9/28
Dion, as every Monday, is getting the Farmigo food out. Up
in McAlpin, the 3 day hangover
company is working on their production of Dracula.
And our Bible Study group is ready to get back into Genesis, beginning with
Chapter 24 and Abraham’s determination to find a wife for Isaac.
He’s pretty clear he doesn’t want one from the local Canaanites
currently surrounding him. (This issue of who can marry whom is always there in
these early stories…sometimes the other is needed, and the prohibition against incest is strong…He decides to send his
servant all the way back to the land he originally came from. (After having him swear an oath
after putting his hand under his thigh..well,
OK..) But he also tells the servant no matter what he does, not to take the son
back there. And Abraham assures his
servant that an angel will go with him.
He takes with him camels and all kinds of other gifts, heads
for a well looking for a woman who will not only bring water to him but to his
camels as well. Now we begin to see well
as places of courting, of encounters between men and women. Later Jacob will
meet Rachel at a well, Moses will meet Zipporah. All this will be in the minds
of people when Jesus meets a woman at a well.

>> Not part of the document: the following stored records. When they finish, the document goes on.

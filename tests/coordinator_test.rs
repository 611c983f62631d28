//! Tests for the coordinator lifecycle: registration, heartbeats, role
//! locks and shutdown.

use std::time::Duration;

use anyhow::Result;
use chrono::Utc;

use steward::{
    CoordinationError, Coordinator, CoordinatorConfig, InProcessConnector, LockFilter,
    MemoryPersistence, Persistence, WorldFilter, WorldKind,
};

fn test_config(kind: WorldKind) -> CoordinatorConfig {
    CoordinatorConfig {
        kind,
        auto_validity_check: Some(false),
        validity_timeout: Duration::from_millis(200),
        heartbeat_interval: Duration::from_millis(50),
        delayed_executor: false,
    }
}

#[tokio::test]
async fn heartbeat_task_keeps_the_world_fresh() -> Result<()> {
    let store = MemoryPersistence::new();
    let connector = InProcessConnector::new();
    let mut coordinator = Coordinator::new(
        test_config(WorldKind::Executor),
        store.clone_box(),
        Box::new(connector),
    );
    coordinator.start().await?;

    // Well past the validity timeout; only the heartbeat task keeps the
    // registration alive.
    tokio::time::sleep(Duration::from_millis(400)).await;

    let live = coordinator
        .registry()
        .find_worlds(&WorldFilter::default(), false)
        .await?;
    assert_eq!(live.len(), 1);
    assert!(Utc::now() - live[0].last_seen < chrono::Duration::milliseconds(200));

    coordinator.stop().await;
    Ok(())
}

#[tokio::test]
async fn stop_surrenders_locks_and_deregisters() -> Result<()> {
    let store = MemoryPersistence::new();
    let connector = InProcessConnector::new();
    let mut config = test_config(WorldKind::Executor);
    config.delayed_executor = true;
    let mut coordinator = Coordinator::new(config, store.clone_box(), Box::new(connector));
    coordinator.start().await?;
    let world_id = coordinator.world().id;

    assert_eq!(
        store
            .find_locks(&LockFilter::owned_by(world_id))
            .await?
            .len(),
        1,
        "delayed-executor role is claimed on start"
    );

    coordinator.stop().await;

    assert!(
        store
            .find_locks(&LockFilter::owned_by(world_id))
            .await?
            .is_empty()
    );
    assert!(
        coordinator
            .registry()
            .find_worlds(&WorldFilter::default(), true)
            .await?
            .is_empty()
    );
    Ok(())
}

#[tokio::test]
async fn client_worlds_cannot_run_the_sweep() -> Result<()> {
    let store = MemoryPersistence::new();
    let connector = InProcessConnector::new();
    let mut client = Coordinator::new(
        test_config(WorldKind::Client),
        store.clone_box(),
        Box::new(connector),
    );
    client.start().await?;

    let err = client.auto_execute().await.expect_err("clients have no executor");
    assert!(matches!(err, CoordinationError::Executor(_)));
    Ok(())
}

#[tokio::test]
async fn stats_reflect_cluster_counters() -> Result<()> {
    let store = MemoryPersistence::new();
    let connector = InProcessConnector::new();
    let mut config = test_config(WorldKind::Executor);
    config.delayed_executor = true;
    let mut coordinator = Coordinator::new(config, store.clone_box(), Box::new(connector));
    coordinator.start().await?;

    let stats = coordinator.stats().await?;
    assert_eq!(stats.worlds_registered, 1);
    assert_eq!(stats.locks_total, 1);
    assert_eq!(stats.locks_held, 1);

    coordinator.stop().await;
    Ok(())
}

#[test]
fn auto_validity_check_defaults_follow_world_kind() {
    let executor = CoordinatorConfig {
        kind: WorldKind::Executor,
        auto_validity_check: None,
        ..CoordinatorConfig::default()
    };
    assert!(executor.auto_validity_check_enabled());

    let client = CoordinatorConfig {
        kind: WorldKind::Client,
        auto_validity_check: None,
        ..CoordinatorConfig::default()
    };
    assert!(!client.auto_validity_check_enabled());
}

The woman turns out to be Rebekah, grand niece of Abraham,
daughter of his brother Nahor, Isaac’s cousin. The servant seals the deal by placing a gold nose ring on Rebekah (I’m
trying to imagine that…) and two bracelets. He repeats the whole story, in complete detail, to her brother Laban
who accepts the engagement. Later, they want Rebekah to stay back another 10
days (just to make sure?) but agree to let her go, if she agrees to do, which
she does, and so they are off.
She sees, Isaac walking at night, goes to him, and he takes
her into his mother’s tent. And it says SO
Isaac was comforted after his mother’s death..implying that after that
terrifying incident with his father, he may always have needed comforting.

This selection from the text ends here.